Report how many lines in the listing below include the word "static". Write nothing besides the number.

• _DATA FOR THE TASK_
Segment Open

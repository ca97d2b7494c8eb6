//! Kernel emitters
//!
//! An emitter is a small value describing one kernel configuration. It is
//! built on demand from an operation's immutable settings and the operand
//! dtypes, turned into source through [`KernelBuilder`], and keyed into the
//! [`KernelCache`](super::KernelCache) by its [`KernelKey`].

use super::builder::{KernelBuilder, KernelFlags, KernelLaunchDescriptor, KernelParam};
use super::cache::KernelKey;
use super::ctype::{CTypeTable, DefaultCTypes, add_expr};
use crate::dtype::{DType, DTypeSet};
use crate::error::{Error, Result};

/// Capability of producing device kernels for a fixed configuration
pub trait KernelEmitting {
    /// Cache key identifying the emitted kernels
    fn kernel_key(&self) -> KernelKey;

    /// Emit the kernels using `ctypes` for element type names
    fn kernels_with(&self, ctypes: &dyn CTypeTable) -> Result<Vec<KernelLaunchDescriptor>>;

    /// Emit the kernels with the default `ga_*` type table
    fn kernels(&self) -> Result<Vec<KernelLaunchDescriptor>> {
        self.kernels_with(&DefaultCTypes)
    }
}

// ============================================================================
// Atomic scatter-accumulate
// ============================================================================

/// Entry point name of the atomic scatter kernel
pub const VECTOR_ADD_FAST: &str = "k_vector_add_fast";

/// CAS emulation of a 2-byte float atomic add on the containing 4-byte word.
///
/// May read and write the 2 bytes past the end of an array with an odd
/// number of elements; their value is written back unchanged.
const HALF_ATOMIC_ADD: &str = r#"
__device__ ga_half ga_atomic_add_half(ga_half *addr, ga_half val) {
  ga_uint *base = (ga_uint *)((ga_size)addr & ~(ga_size)3);
  ga_uint old, assumed, sum, new_;
  old = *base;
  do {
    assumed = old;
    sum = ga_float2half(
      ga_half2float(val) +
      ga_half2float((ga_half)__byte_perm(old, 0,
                    ((ga_size)addr & 2) ? 0x4432 : 0x4410)));
    new_ = __byte_perm(old, sum, ((ga_size)addr & 2) ? 0x5410 : 0x3254);
    old = atomicCAS(base, assumed, new_);
  } while (assumed != old);
  return (ga_half)__byte_perm(old, 0, ((ga_size)addr & 2) ? 0x4432 : 0x4410);
}
"#;

/// Double atomic add; native from sm_60, CAS on the bit pattern before that.
const DOUBLE_ATOMIC_ADD: &str = r#"
__device__ ga_double ga_atomic_add_double(ga_double *addr, ga_double val) {
#if __CUDA_ARCH__ >= 600
  return atomicAdd(addr, val);
#else
  unsigned long long *base = (unsigned long long *)addr;
  unsigned long long old = *base, assumed;
  do {
    assumed = old;
    old = atomicCAS(base, assumed,
                    __double_as_longlong(val + __longlong_as_double(assumed)));
  } while (assumed != old);
  return __longlong_as_double(old);
#endif
}
"#;

/// Emitter for `k_vector_add_fast`
///
/// `X[indices[i], j] += Y[i, j]` over a rank-2 destination, with blocks
/// striding over index entries and threads striding over columns. A
/// broadcast source is expressed through zero strides, so `Y` is always
/// addressed with row `i`.
#[derive(Clone, Copy, Debug, PartialEq, Eq, Hash)]
pub struct VectorAddFast {
    /// Destination element type
    pub dtype_x: DType,
    /// Source element type
    pub dtype_y: DType,
    /// Index element type, passed to the kernel unconverted
    pub dtype_ind: DType,
}

impl VectorAddFast {
    /// Emitter for the given operand dtypes
    pub fn new(dtype_x: DType, dtype_y: DType, dtype_ind: DType) -> Self {
        Self {
            dtype_x,
            dtype_y,
            dtype_ind,
        }
    }

    /// Check the dtypes this kernel can be emitted for
    pub fn validate(&self) -> Result<()> {
        if !DTypeSet::ATOMIC_ADD.contains(self.dtype_x) {
            return Err(Error::unsupported_dtype(self.dtype_x, VECTOR_ADD_FAST));
        }
        if self.dtype_y != self.dtype_x {
            return Err(Error::DTypeMismatch {
                lhs: self.dtype_x,
                rhs: self.dtype_y,
            });
        }
        if !self.dtype_ind.is_int() {
            return Err(Error::unsupported_dtype(self.dtype_ind, VECTOR_ADD_FAST));
        }
        Ok(())
    }

    fn atomic_add_fn(&self) -> &'static str {
        match self.dtype_x {
            DType::F16 => "ga_atomic_add_half",
            DType::F64 => "ga_atomic_add_double",
            _ => "atomicAdd",
        }
    }
}

impl KernelEmitting for VectorAddFast {
    fn kernel_key(&self) -> KernelKey {
        KernelKey::VectorAddFast {
            dtype_x: self.dtype_x,
            dtype_y: self.dtype_y,
            dtype_ind: self.dtype_ind,
        }
    }

    fn kernels_with(&self, ctypes: &dyn CTypeTable) -> Result<Vec<KernelLaunchDescriptor>> {
        self.validate()?;

        let type_x = ctypes.ctype(self.dtype_x)?;
        let type_y = ctypes.ctype(self.dtype_y)?;
        let type_ind = ctypes.ctype(self.dtype_ind)?;

        let body = format!(
            r#"  X = (GLOBAL_MEM {type_x} *)(((GLOBAL_MEM char *)X) + offset_X);
  Y = (GLOBAL_MEM const {type_y} *)(((GLOBAL_MEM const char *)Y) + offset_Y);
  indices_arr = (GLOBAL_MEM const {type_ind} *)(((GLOBAL_MEM const char *)indices_arr) + offset_indices_arr);
  for (ga_size i = GID_0; i < numIndices; i += GDIM_0) {{
    for (ga_size j = LID_0; j < numColsX; j += LDIM_0) {{
      ga_ssize x_row = (ga_ssize)indices_arr[(ga_ssize)i * stridesIndices];
      if (x_row < 0)
        x_row += (ga_ssize)numRowsX;
      ga_ssize y_row = (ga_ssize)i;
      {atomic}(&X[(x_row * stridesX0) + ((ga_ssize)j * stridesX1)],
               Y[(y_row * stridesY0) + ((ga_ssize)j * stridesY1)]);
    }}
  }}"#,
            atomic = self.atomic_add_fn(),
        );

        let mut builder = KernelBuilder::new(VECTOR_ADD_FAST, ctypes)
            .params([
                KernelParam::size("numRowsX"),
                KernelParam::size("numColsX"),
                KernelParam::ssize("stridesX0"),
                KernelParam::ssize("stridesX1"),
                KernelParam::buffer("X", self.dtype_x),
                KernelParam::size("offset_X"),
                KernelParam::size("numRowsY"),
                KernelParam::size("numColsY"),
                KernelParam::ssize("stridesY0"),
                KernelParam::ssize("stridesY1"),
                KernelParam::const_buffer("Y", self.dtype_y),
                KernelParam::size("offset_Y"),
                KernelParam::size("numIndices"),
                KernelParam::ssize("stridesIndices"),
                KernelParam::const_buffer("indices_arr", self.dtype_ind),
                KernelParam::size("offset_indices_arr"),
            ])
            .flags(KernelFlags::from_dtypes(&[
                self.dtype_x,
                self.dtype_y,
                self.dtype_ind,
            ]))
            .body(body);

        builder = match self.dtype_x {
            DType::F16 => builder.helper(HALF_ATOMIC_ADD),
            DType::F64 => builder.helper(DOUBLE_ATOMIC_ADD),
            _ => builder,
        };

        Ok(vec![builder.build()?])
    }
}

// ============================================================================
// Strided in-place elementwise
// ============================================================================

/// Update applied by an [`InplaceElemwise`] kernel
#[derive(Clone, Copy, Debug, PartialEq, Eq, Hash)]
pub enum InplaceOp {
    /// `dst += src`
    Add,
    /// `dst = src`
    Assign,
}

impl InplaceOp {
    fn name(self) -> &'static str {
        match self {
            Self::Add => "add",
            Self::Assign => "assign",
        }
    }
}

/// Emitter for `dst op= src` over two strided views of the same shape
///
/// One kernel per `(op, dtype, ndim)`. Each thread decomposes a flat
/// row-major position into per-axis coordinates and addresses both operands
/// through their own strides, so broadcast (zero-stride) sources work as is.
#[derive(Clone, Copy, Debug, PartialEq, Eq, Hash)]
pub struct InplaceElemwise {
    /// Update to apply
    pub op: InplaceOp,
    /// Element type of both operands
    pub dtype: DType,
    /// Rank of the iteration space
    pub ndim: usize,
}

impl InplaceElemwise {
    /// Emitter for the given configuration
    pub fn new(op: InplaceOp, dtype: DType, ndim: usize) -> Self {
        Self { op, dtype, ndim }
    }

    /// Entry point name
    pub fn entry_name(&self) -> String {
        format!(
            "k_inplace_{}_{}_{}",
            self.op.name(),
            self.dtype.short_name(),
            self.ndim
        )
    }
}

impl KernelEmitting for InplaceElemwise {
    fn kernel_key(&self) -> KernelKey {
        KernelKey::InplaceElemwise {
            op: self.op,
            dtype: self.dtype,
            ndim: self.ndim,
        }
    }

    fn kernels_with(&self, ctypes: &dyn CTypeTable) -> Result<Vec<KernelLaunchDescriptor>> {
        let ctype = ctypes.ctype(self.dtype)?;
        let update = match self.op {
            InplaceOp::Add => add_expr(self.dtype, "dst[d]", "src[s]")?,
            InplaceOp::Assign => String::from("src[s]"),
        };

        let nd = self.ndim;
        let mut params = vec![KernelParam::size("n")];
        params.extend((0..nd).map(|k| KernelParam::size(format!("dim{k}"))));
        params.extend((0..nd).map(|k| KernelParam::ssize(format!("dst_s{k}"))));
        params.push(KernelParam::buffer("dst", self.dtype));
        params.push(KernelParam::size("dst_off"));
        params.extend((0..nd).map(|k| KernelParam::ssize(format!("src_s{k}"))));
        params.push(KernelParam::const_buffer("src", self.dtype));
        params.push(KernelParam::size("src_off"));

        let unravel: String = (0..nd)
            .rev()
            .map(|k| {
                format!(
                    r#"    {{
      ga_ssize p = (ga_ssize)(rem % dim{k});
      rem /= dim{k};
      d += p * dst_s{k};
      s += p * src_s{k};
    }}
"#
                )
            })
            .collect();
        let body = format!(
            r#"  dst = (GLOBAL_MEM {ctype} *)(((GLOBAL_MEM char *)dst) + dst_off);
  src = (GLOBAL_MEM const {ctype} *)(((GLOBAL_MEM const char *)src) + src_off);
  for (ga_size i = GID_0 * LDIM_0 + LID_0; i < n; i += LDIM_0 * GDIM_0) {{
    ga_size rem = i;
    ga_ssize d = 0, s = 0;
{unravel}    dst[d] = {update};
  }}"#
        );

        let desc = KernelBuilder::new(self.entry_name(), ctypes)
            .params(params)
            .flags(KernelFlags::from_dtypes(&[self.dtype]))
            .body(body)
            .build()?;
        Ok(vec![desc])
    }
}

Segment Closed

• _RESPONSE AREA_
2